To the Editor: The term "Dandy-Walker complex" has been used to denote Dandy-Walker malformation, the Dandy-Walker variant, and megacisterna magna1 together. The Dandy-Walker variant is defined as cerebellar dysgenesis, without enlargement of the posterior fossa and with variable degree of hypoplasia of the cerebellar vermis.2 The commonly mentioned symptoms are developmental delay, mental retardation, cerebellar ataxia, and symptoms of hydrocephalus.3 The psychiatric dimensions of the Dandy-Walker syndrome have not been elaborated adequately in the literature. We report a case of Dandy-Walker variant presenting with a multitude of psychiatric manifestations with a special focus on the causative role of cerebellar defect in attention deficit-hyperactivity disorder (ADHD).
A 14-year-old-male was brought in with complaints of remaining overactive; not sitting in place; poor comprehension at school and at home since the ages of 4 and 5; throwing temper tantrums; abusive, assaultive, and destructive behavior; lying and stealing; and continuously rubbing both index fingers around the respective thumbs for the past 5 years. His birth history was normal. He didn’t have any contributory family history. He had multiple earlier psychiatric consultations, but he did not become compliant on any of them. The mental status examination revealed an overactive patient, not remaining in one place for more than a couple of minutes. His stereotypical movement of rubbing both index fingers around his thumbs would disappear when he was involved in other activities, but physical examination revealed hardening at the sites of the fingers and thumbs where he rubbed them. His IQ came to be 58. Subsequently he was diagnosed with hyperkinetic conduct disorder (Conners Rating Scale score=18) with mild mental retardation, stereotypic movements, and nocturnal enuresis. His routine investigations as well as ultrasound of abdomen and electroencephalogram were normal. His CT brain scan revealed the following abnormalities: the fourth ventricle was more prominent; the fourth ventricle was communicating with a small posterior fossa cyst; the cerebellar tonsils were separated by more than usual distance; the most inferior vermis was not clearly seen, implicating that it was hypoplastic; and the cerebral sulci, bilateral sylvian fissures, and bilateral cisterns were prominent (Figure 1 and Figure 2). The posterior fossa was normal in size. The impression made by the consulting radiologist was that it was Dandy-Walker variant. The patient was given symptomatic pharmacological treatments for his nocturnal enuresis and for his hyperactivity along with behavioral therapy for his destructive behavior, hyperactive behavior, and his repetitive finger movements. After 2 weeks of treatments, his night time bedwetting stopped completely, as well as his overactive and destructive behavior after 1.5 months (a fall of 80% in Conners Rating Scale score). His repetitive finger movements reduced about 50%.

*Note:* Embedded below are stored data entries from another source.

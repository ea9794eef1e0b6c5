use std::fs::{self, File, OpenOptions};
use std::io::{self, Write};
use std::path::{Path, PathBuf};
use std::time::{SystemTime, UNIX_EPOCH};

use anyhow::{anyhow, Context, Result};
use footprint_core::{InstallScope, InstallationBaseline};
use footprint_integrity::installation_hash;
use tracing::{debug, info};

use crate::fs_utils::remove_file_if_exists;
use crate::StateLayout;

/// Persists one baseline document per scope under the state root.
#[derive(Debug, Clone)]
pub struct BaselineStore {
    layout: StateLayout,
}

impl BaselineStore {
    pub fn new(layout: StateLayout) -> Self {
        Self { layout }
    }

    pub fn layout(&self) -> &StateLayout {
        &self.layout
    }

    pub fn baseline_path(&self, scope: InstallScope) -> PathBuf {
        self.layout.baseline_path(scope)
    }

    pub fn exists(&self, scope: InstallScope) -> bool {
        self.baseline_path(scope).is_file()
    }

    pub fn save(&self, baseline: &InstallationBaseline) -> Result<PathBuf> {
        baseline.validate()?;
        let dir = self.layout.baselines_dir();
        fs::create_dir_all(&dir)
            .with_context(|| format!("failed to create {}", dir.display()))?;

        let _lock = BaselineLock::acquire(&self.layout.baseline_lock_path(baseline.scope))?;
        let path = self.baseline_path(baseline.scope);
        let payload = baseline.to_json_pretty()?;
        let tmp_path = dir.join(format!(
            ".{}.json.{}.{}.tmp",
            baseline.scope,
            std::process::id(),
            unique_suffix()
        ));

        if let Err(err) = write_synced(&tmp_path, payload.as_bytes()) {
            let _ = fs::remove_file(&tmp_path);
            return Err(err);
        }
        if let Err(err) = fs::rename(&tmp_path, &path) {
            let _ = fs::remove_file(&tmp_path);
            return Err(err).with_context(|| {
                format!(
                    "failed to move baseline into place: {} -> {}",
                    tmp_path.display(),
                    path.display()
                )
            });
        }
        sync_dir(&dir);

        info!(
            scope = %baseline.scope,
            files = baseline.files.len(),
            path = %path.display(),
            "saved installation baseline"
        );
        Ok(path)
    }

    /// Loads the baseline for `scope`, or `None` when nothing was recorded.
    ///
    /// A document that exists but cannot be trusted is an error, never `None`.
    pub fn load(&self, scope: InstallScope) -> Result<Option<InstallationBaseline>> {
        let path = self.baseline_path(scope);
        let raw = match fs::read_to_string(&path) {
            Ok(raw) => raw,
            Err(err) if err.kind() == io::ErrorKind::NotFound => {
                debug!(scope = %scope, path = %path.display(), "no baseline recorded");
                return Ok(None);
            }
            Err(err) => {
                return Err(err)
                    .with_context(|| format!("failed to read baseline: {}", path.display()));
            }
        };

        let baseline = InstallationBaseline::from_json_str(&raw)
            .with_context(|| format!("failed to load baseline: {}", path.display()))?;
        if baseline.scope != scope {
            return Err(anyhow!(
                "baseline scope mismatch in {}: expected '{}', found '{}'",
                path.display(),
                scope,
                baseline.scope
            ));
        }
        if let Some(expected) = &baseline.installation_hash {
            let actual = installation_hash(&baseline.files);
            if &actual != expected {
                return Err(anyhow!(
                    "baseline installation hash mismatch in {}: expected {}, computed {}",
                    path.display(),
                    expected,
                    actual
                ));
            }
        }

        Ok(Some(baseline))
    }

    /// Removes the baseline for `scope`. Returns whether a document existed.
    pub fn delete(&self, scope: InstallScope) -> Result<bool> {
        let path = self.baseline_path(scope);
        let removed = remove_file_if_exists(&path)
            .with_context(|| format!("failed to delete baseline: {}", path.display()))?;
        if removed {
            info!(scope = %scope, path = %path.display(), "deleted installation baseline");
        }
        Ok(removed)
    }

    pub fn list_scopes(&self) -> Result<Vec<InstallScope>> {
        let dir = self.layout.baselines_dir();
        let entries = match fs::read_dir(&dir) {
            Ok(entries) => entries,
            Err(err) if err.kind() == io::ErrorKind::NotFound => return Ok(Vec::new()),
            Err(err) => {
                return Err(err).with_context(|| format!("failed to read {}", dir.display()));
            }
        };

        let mut scopes = Vec::new();
        for entry in entries {
            let entry = entry.with_context(|| format!("failed to iterate {}", dir.display()))?;
            let path = entry.path();
            if path.extension().and_then(|ext| ext.to_str()) != Some("json") {
                continue;
            }
            let Some(stem) = path.file_stem().and_then(|stem| stem.to_str()) else {
                continue;
            };
            if let Ok(scope) = InstallScope::parse(stem) {
                scopes.push(scope);
            }
        }
        scopes.sort();
        Ok(scopes)
    }
}

struct BaselineLock {
    path: PathBuf,
}

impl BaselineLock {
    fn acquire(path: &Path) -> Result<Self> {
        let mut file = match OpenOptions::new().write(true).create_new(true).open(path) {
            Ok(file) => file,
            Err(err) if err.kind() == io::ErrorKind::AlreadyExists => {
                let holder = fs::read_to_string(path)
                    .ok()
                    .map(|raw| raw.trim().to_string())
                    .filter(|raw| !raw.is_empty())
                    .map(|pid| format!(" (pid={pid})"))
                    .unwrap_or_default();
                return Err(anyhow!(
                    "baseline-locked: another writer holds {}{holder}",
                    path.display()
                ));
            }
            Err(err) => {
                return Err(err)
                    .with_context(|| format!("failed to claim baseline lock: {}", path.display()));
            }
        };
        let _ = writeln!(file, "{}", std::process::id());
        Ok(Self {
            path: path.to_path_buf(),
        })
    }
}

impl Drop for BaselineLock {
    fn drop(&mut self) {
        let _ = fs::remove_file(&self.path);
    }
}

fn write_synced(path: &Path, bytes: &[u8]) -> Result<()> {
    let mut file =
        File::create(path).with_context(|| format!("failed to create {}", path.display()))?;
    file.write_all(bytes)
        .with_context(|| format!("failed to write {}", path.display()))?;
    file.sync_all()
        .with_context(|| format!("failed to sync {}", path.display()))
}

#[cfg(unix)]
fn sync_dir(dir: &Path) {
    if let Ok(handle) = File::open(dir) {
        let _ = handle.sync_all();
    }
}

#[cfg(not(unix))]
fn sync_dir(_dir: &Path) {}

fn unique_suffix() -> u128 {
    SystemTime::now()
        .duration_since(UNIX_EPOCH)
        .map(|elapsed| elapsed.as_nanos())
        .unwrap_or_default()
}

Our case can be explained just on the basis of comorbidities in ADHD. However, the neuropathological bases of these coexistences are not clearly known.

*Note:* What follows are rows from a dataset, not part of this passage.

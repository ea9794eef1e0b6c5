use tracing_subscriber::EnvFilter;

pub const LOG_ENV: &str = "FOOTPRINT_LOG";

/// Sends diagnostics to stderr so stdout stays parseable with `--json`.
pub fn init_logging() {
    let filter = EnvFilter::try_from_env(LOG_ENV).unwrap_or_else(|_| EnvFilter::new("warn"));
    let _ = tracing_subscriber::fmt()
        .with_env_filter(filter)
        .with_writer(std::io::stderr)
        .with_target(false)
        .try_init();
}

As mentioned before, mental retardation is fairly common with the malformations of Dandy-Walker complex. Other features presented in our patient (i.e., the conduct disorder, hyperkinetic disorder, stereotypic movements, and nocturnal eneuresis) have not been reported together in association with Dandy-Walker variant in the literature to the best of our knowledge. This could have been due to the rarity of this condition. The exact role of the cerebellum in these disorders is not known. It has been suggested by various studies that the cerebellum is involved in subserving attention. However, cerebellocerebral connections are more important rather than cerebellum in this context.4 More direct relation of a vermian defect comes from the morphometric MRI studies which have shown that the vermal volume is less in individuals with ADHD. This reduction has been found to involve mainly the posterior inferior lobe but not the posterior superior lobe,5 consistent with the CT finding of our patient. However, such studies have been few and the vermian defect has not been severe enough so as to be called hypoplasia. Association of cerebellar abnormality with stereotypic movements is an atypical finding and any link between them is a matter of speculation.